(Extracted data Opens)

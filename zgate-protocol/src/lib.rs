//! zgate Protocol Core
//!
//! This crate implements the wire-level pieces of the media-path key
//! negotiation gateway: control/media packet classification, the control
//! packet format with its CRC trailer, control sequence numbers, negotiated
//! key material, status codes, and the negotiation engine boundary.

pub mod engine;
pub mod packet;
pub mod secrets;
pub mod sequence;
pub mod status;

pub use engine::{
    EngineCallbacks, EngineContext, EngineError, EngineFactory, NegotiationEngine, Zid, ZID_SIZE,
};
pub use packet::{
    classify, is_control, verify_checksum, ControlHeader, ControlPacket, MediaHeader, PacketError,
    PacketKind,
};
pub use secrets::{Direction, NegotiatedSecrets, Role, RoleKeys};
pub use sequence::ControlSeq;
pub use status::{ErrorCode, InfoCode, Severity, SevereCode, StatusCode, WarningCode};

(Extracted data Closes)

Exercise directions: Starting at the top of the data above, repeat every line exactly until the line containing "classification, the control" has been given, then stop.

Written answer:
filename zgate-protocol/src/lib.rs
//! zgate Protocol Core
//!
//! This crate implements the wire-level pieces of the media-path key
//! negotiation gateway: control/media packet classification, the control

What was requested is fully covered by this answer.